Privileged as I am to have a bit of a sneaky preview of this major and terrifyingly massive show, I have to confess that the stated premise of calibrating human emotion with colour in art, brought to mind those rather nauseating mood rings or the curling novelty paper-thin fish from the inside of Christmas Crackers.
In short, my worst suspicions about the collision between the literality of pseudo-colour theory and the applied behaviourism of Skinner-on-artists all rolled into one. When I say that the show is massive, I mean massive; there are over 400 works here by 125 artists whose roll-call reads like a ‘who’s who’ from the past three centuries. But despite these early misgivings, the association with curator Carolyn Christov-Bakargiev lent this project a seriousness and credibility I would otherwise not have accorded to it.
What I actually found were some of my all-time favourite works and a great sense of playful balance between the up-to-the-minute and the quaintly historical. I was delighted to see the platonic debris of Cragg’s ‘Riot’ (1987), cavorting across the wall, reminding us yet again that the geopolitical turbulence of Thatcherite Britain in the 1980’s is currently revisiting us in an even less welcome form. I may be in a minority, but I always cringe when people refer to art as being ‘timeless’, but the rawness of ‘Riot’ and its impact has not diminished or surrendered to nostalgia at all. In contrast, the recipe restraint of Wolfgang Laib’s ‘Milestone’ (1983), made from milk and marble is an understated delight that fills the imagination and senses with wonder.
Manet’s ‘Le citrone’, from around one hundred years earlier, assumes an acidic, rather tongue-in-cheek quality, but similarly highlights the distance travelled between the confines of painting and the ontological/existential challenge of post/neo-conceptualism. Vasarely’s ‘Vega 222’ (1969-70), stands up well, as do substantial works by Boetti, Ellsworth Kelly, the sadly, very recently demised Gustav Metzger, through to personal favourites such as Paolini, Noland and Ruff.
I freely recount that this show is just too massive for me to take in in a single mouthful, and I shall return in late March, hopefully to interview curator Christov-Bakargiev. The questions I am rehearsing relate to a number of areas, including the resident neuroscientific study lab and its functions and findings, (i.e. what’s it for?) and is this social science research or clinical project?
My bigger quibble relates to gender, and if I came away with a single nagging perception of this absolutely fabulous and jaw-dropping display, then it was ‘where are the women?’ Though I haven’t counted, female artists are eminent by their disproportionate absence, which I do find rather strange.

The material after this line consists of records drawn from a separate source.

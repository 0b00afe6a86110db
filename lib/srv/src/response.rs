use std::fmt::Display;

use lifecycle::LifecycleError;
use policy::PolicyDataError;
use serde_json::{Map, Value};
use warp::http::StatusCode;
use warp::reply::{Json, WithStatus};

/// The HTTP status a controller error surfaces as.
pub fn status_for(err: &LifecycleError) -> StatusCode {
    match err {
        LifecycleError::Validation(_) => StatusCode::BAD_REQUEST,
        LifecycleError::OrganizationNotFound(_)
        | LifecycleError::TemplateNotFound(_)
        | LifecycleError::PolicyNotFound(_)
        | LifecycleError::NoVersions
        | LifecycleError::VersionNotFound(_)
        | LifecycleError::ApproverNotFound(_) => StatusCode::NOT_FOUND,
        LifecycleError::Generator(_) => StatusCode::BAD_GATEWAY,
        LifecycleError::Render(_) => StatusCode::INTERNAL_SERVER_ERROR,
        LifecycleError::Storage(PolicyDataError::NotFound) => StatusCode::NOT_FOUND,
        LifecycleError::Storage(PolicyDataError::Invalid(_)) => StatusCode::BAD_REQUEST,
        LifecycleError::Storage(_) => StatusCode::INTERNAL_SERVER_ERROR,
    }
}

/// A `{"message": ..., "status": "success", ...payload}` reply.
pub fn success_reply(status: StatusCode, message: &str, payload: Value) -> WithStatus<Json> {
    let mut body = Map::new();
    body.insert("message".into(), Value::String(message.into()));
    body.insert("status".into(), Value::String("success".into()));
    if let Value::Object(payload) = payload {
        body.extend(payload);
    }
    warp::reply::with_status(warp::reply::json(&Value::Object(body)), status)
}

/// A `{"error": ..., "status": "error"}` reply. No stack traces, no internals.
pub fn error_reply(status: StatusCode, message: impl Display) -> WithStatus<Json> {
    let mut body = Map::new();
    body.insert("error".into(), Value::String(message.to_string()));
    body.insert("status".into(), Value::String("error".into()));
    warp::reply::with_status(warp::reply::json(&Value::Object(body)), status)
}


#[cfg(test)]
mod tests {
    use super::*;

    #[test]
    fn generator_failures_map_to_bad_gateway() {
        let err = LifecycleError::Generator(generator::GeneratorError::Timeout);
        assert_eq!(status_for(&err), StatusCode::BAD_GATEWAY);
    }

    #[test]
    fn missing_rows_map_to_not_found() {
        assert_eq!(status_for(&LifecycleError::ApproverNotFound(uuid::Uuid::nil())), StatusCode::NOT_FOUND);
        assert_eq!(status_for(&LifecycleError::NoVersions), StatusCode::NOT_FOUND);
        assert_eq!(status_for(&LifecycleError::Storage(PolicyDataError::NotFound)), StatusCode::NOT_FOUND);
    }

    #[test]
    fn validation_maps_to_bad_request() {
        assert_eq!(status_for(&LifecycleError::Validation("x is required".into())), StatusCode::BAD_REQUEST);
    }
}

This is an absolute, must-see blockbuster, brilliantly selected in terms of the mix (forgive the pun - palette’s and all), stunningly curated in superb venues and the kind of show I used to love to see. I say this because I came away feeling an odd mix of nostalgia for the (relative) optimism of the late 1980’s, and a disappointment that the premise seemed not to enable the inclusion of more brilliant women colourists, thinkers and artists. If I get to ask Carolyn the question, I will let you know in a further instalment.